Épris d'absolu et d'un romantisme taillé dans une langue cristalline, Andreï Makine évoque la nostalgie d'un temps révolu et le dénuement de l'homme en face de l'horreur du stalinisme dans un roman fort et envoûtant. Plaidoyer pour la beauté d'une époque diabolisée, La vie d'un homme inconnu fait revivre l'ère soviétique, un chapitre tragique et en même temps sublime de l'histoire russe. Makine poursuit, après le Testament français (prix Goncourt et Médicis, 1995), La musique d'une vie et La femme qui attendait, son voyage au bout d'une Russie qui le fascine et constitue le point focal de son oeuvre humaniste, dense et poétique.

Choutov, un écrivain dissident russe exilé à Paris et dégoûté par l'esprit arriviste du milieu littéraire parisien, retourne sur sa terre natale après sa rupture avec une jeune Française. À la recherche d'une âme russe disparue et d'un amour de jeunesse, il découvre que la femme qu'il aimait a changé. Elle fait désormais partie des nouveaux riches qui «pastichent les modes occidentales». Choutov peine à reconnaître cette Russie de Poutine proche de celle des tsars, une Russie faste et riche, interrompue par la funeste parenthèse soviétique.

 

Dans son désenchantement, Choutov rencontre Volski, un vieil homme qui a connu le siège de Leningrad, la guerre et le goulag. Devenu muet après avoir enterré sa vie marquée par le stalinisme, Volski porte la mémoire de l'atroce ère soviétique. À travers le puissant récit de cet «homme inconnu», Makine fait le pari risqué d'humaniser cette période noire de l'histoire russe où l'homme est réduit à l'essentiel, au dépouillement total, et découvre le bonheur de la dépossession, de l'amour et de la fraternité.

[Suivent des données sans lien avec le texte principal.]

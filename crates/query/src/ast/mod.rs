//! Query AST definitions.
//!
//! A query is a table plus an optional WHERE tree, ordering, pagination
//! bounds and related (presentation) subqueries. Conditions form a
//! closed tagged union so every consumer -- builder, optimizer, filter
//! compilation -- is forced to handle all variants exhaustively.

mod alias;

pub use alias::uniquify_aliases;

use alloc::boxed::Box;
use alloc::string::String;
use alloc::vec::Vec;
use rivulet_core::{Bound, CompareOp, OrderSpec, Value};

/// The equi-join predicate between a parent row and a child row:
/// two equal-length field lists, matched positionally.
#[derive(Clone, Debug, PartialEq)]
pub struct Correlation {
    pub parent_fields: Vec<String>,
    pub child_fields: Vec<String>,
}

impl Correlation {
    /// Creates a correlation.
    pub fn new<P: Into<String>, C: Into<String>>(
        parent_fields: impl IntoIterator<Item = P>,
        child_fields: impl IntoIterator<Item = C>,
    ) -> Self {
        let correlation = Self {
            parent_fields: parent_fields.into_iter().map(Into::into).collect(),
            child_fields: child_fields.into_iter().map(Into::into).collect(),
        };
        assert_eq!(
            correlation.parent_fields.len(),
            correlation.child_fields.len(),
            "correlation field lists must have equal length"
        );
        correlation
    }

    /// Inverts the correlation for join reordering: the two field lists
    /// swap verbatim, nothing else changes.
    pub fn inverted(&self) -> Correlation {
        Correlation {
            parent_fields: self.child_fields.clone(),
            child_fields: self.parent_fields.clone(),
        }
    }
}

/// EXISTS or NOT EXISTS.
#[derive(Clone, Copy, Debug, PartialEq, Eq)]
pub enum ExistsOp {
    Exists,
    NotExists,
}

/// A correlated-subquery condition.
#[derive(Clone, Debug, PartialEq)]
pub struct ExistsCondition {
    pub op: ExistsOp,
    pub correlation: Correlation,
    pub subquery: Box<QueryAst>,
    /// Marks this condition for the flip-exists optimizer.
    pub flip: bool,
}

/// A column-to-literal comparison.
#[derive(Clone, Debug, PartialEq)]
pub struct SimpleCondition {
    pub field: String,
    pub op: CompareOp,
    pub value: Value,
}

/// A WHERE tree.
#[derive(Clone, Debug, PartialEq)]
pub enum Condition {
    Simple(SimpleCondition),
    And(Vec<Condition>),
    Or(Vec<Condition>),
    Exists(ExistsCondition),
}

impl Condition {
    /// `field op value`.
    pub fn simple(field: impl Into<String>, op: CompareOp, value: impl Into<Value>) -> Self {
        Condition::Simple(SimpleCondition {
            field: field.into(),
            op,
            value: value.into(),
        })
    }

    /// `field = value`.
    pub fn eq(field: impl Into<String>, value: impl Into<Value>) -> Self {
        Self::simple(field, CompareOp::Eq, value)
    }

    /// `field > value`.
    pub fn gt(field: impl Into<String>, value: impl Into<Value>) -> Self {
        Self::simple(field, CompareOp::Gt, value)
    }

    /// `field < value`.
    pub fn lt(field: impl Into<String>, value: impl Into<Value>) -> Self {
        Self::simple(field, CompareOp::Lt, value)
    }

    /// `field LIKE pattern`.
    pub fn like(field: impl Into<String>, pattern: impl Into<String>) -> Self {
        Self::simple(field, CompareOp::Like, Value::String(pattern.into()))
    }

    /// `field IN (values)`, expressed as a disjunction of equalities.
    pub fn field_in(field: impl Into<String>, values: impl IntoIterator<Item = Value>) -> Self {
        let field = field.into();
        Condition::Or(
            values
                .into_iter()
                .map(|v| Condition::Simple(SimpleCondition {
                    field: field.clone(),
                    op: CompareOp::Eq,
                    value: v,
                }))
                .collect(),
        )
    }

    /// Conjunction.
    pub fn and(conditions: impl IntoIterator<Item = Condition>) -> Self {
        Condition::And(conditions.into_iter().collect())
    }

    /// Disjunction.
    pub fn or(conditions: impl IntoIterator<Item = Condition>) -> Self {
        Condition::Or(conditions.into_iter().collect())
    }

    /// `EXISTS (subquery)` correlated by `correlation`.
    pub fn exists(correlation: Correlation, subquery: QueryAst) -> Self {
        Condition::Exists(ExistsCondition {
            op: ExistsOp::Exists,
            correlation,
            subquery: Box::new(subquery),
            flip: false,
        })
    }

    /// `NOT EXISTS (subquery)` correlated by `correlation`.
    pub fn not_exists(correlation: Correlation, subquery: QueryAst) -> Self {
        Condition::Exists(ExistsCondition {
            op: ExistsOp::NotExists,
            correlation,
            subquery: Box::new(subquery),
            flip: false,
        })
    }

    /// Marks the outermost exists condition for flipping. No-op on
    /// other variants.
    pub fn flipped(mut self) -> Self {
        if let Condition::Exists(e) = &mut self {
            e.flip = true;
        }
        self
    }

    /// True if this tree contains a correlated subquery anywhere.
    pub fn has_subquery(&self) -> bool {
        match self {
            Condition::Simple(_) => false,
            Condition::Exists(_) => true,
            Condition::And(children) | Condition::Or(children) => {
                children.iter().any(Condition::has_subquery)
            }
        }
    }
}

/// A presentation subquery, materialized into the result tree.
#[derive(Clone, Debug, PartialEq)]
pub struct RelatedQuery {
    pub correlation: Correlation,
    pub subquery: QueryAst,
}

/// Presentation attributes of the original root, carried on the
/// `was_root` tag after a flip so the caller can reapply them.
#[derive(Clone, Debug, PartialEq)]
pub struct RootAttrs {
    pub order_by: Option<OrderSpec>,
    pub limit: Option<usize>,
    pub start: Option<Bound>,
}

/// A declarative query.
#[derive(Clone, Debug, PartialEq)]
pub struct QueryAst {
    pub table: String,
    pub alias: Option<String>,
    pub where_clause: Option<Condition>,
    pub order_by: Option<OrderSpec>,
    pub start: Option<Bound>,
    pub limit: Option<usize>,
    pub related: Vec<RelatedQuery>,
    /// Set by the flip-exists transform on the relocated original root.
    pub was_root: Option<RootAttrs>,
}

impl QueryAst {
    /// Starts a query over the named table.
    pub fn table(table: impl Into<String>) -> Self {
        Self {
            table: table.into(),
            alias: None,
            where_clause: None,
            order_by: None,
            start: None,
            limit: None,
            related: Vec::new(),
            was_root: None,
        }
    }

    /// Sets the alias.
    pub fn with_alias(mut self, alias: impl Into<String>) -> Self {
        self.alias = Some(alias.into());
        self
    }

    /// Sets the WHERE tree, replacing any existing one.
    pub fn with_where(mut self, condition: Condition) -> Self {
        self.where_clause = Some(condition);
        self
    }

    /// Sets the ordering.
    pub fn with_order_by(mut self, order_by: OrderSpec) -> Self {
        self.order_by = Some(order_by);
        self
    }

    /// Sets the pagination start bound.
    pub fn with_start(mut self, start: Bound) -> Self {
        self.start = Some(start);
        self
    }

    /// Sets the row limit.
    pub fn with_limit(mut self, limit: usize) -> Self {
        self.limit = Some(limit);
        self
    }

    /// Adds a related (presentation) subquery.
    pub fn with_related(mut self, correlation: Correlation, subquery: QueryAst) -> Self {
        self.related.push(RelatedQuery {
            correlation,
            subquery,
        });
        self
    }

    /// The alias if set, otherwise the table name.
    pub fn alias_or_table(&self) -> &str {
        self.alias.as_deref().unwrap_or(&self.table)
    }
}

Durant le siège de Leningrad, Volski et Mila vont jouer dans un théâtre, où les acteurs meurent pendant les représentations. «Leur vie se confondait avec le théâtre», peut-on lire, «ceux qui chantaient sur scène et ceux qui écoutaient dans la salle avaient en partage la mort. L'illusion scénique créée si près du néant devenait d'une vérité souveraine». En plein coeur de l'horreur, le superflu fout le camp. De la tragédie ne subsiste que l'essence. Thème de prédilection chez Makine, ce retour vers un état primaire de l'humanité constitue un acte de résistance contre la perte de la spiritualité. Durant l'ère soviétique, on vivait autrement, on aimait différemment, semble-t-il. Roman à la mémoire de ceux qui ont vécu une autre Russie, une autre époque, La vie d'un homme inconnu vibre d'un espoir en une humanité fraternelle menacée de perdre son âme, à laquelle Makine voue un culte indéfectible.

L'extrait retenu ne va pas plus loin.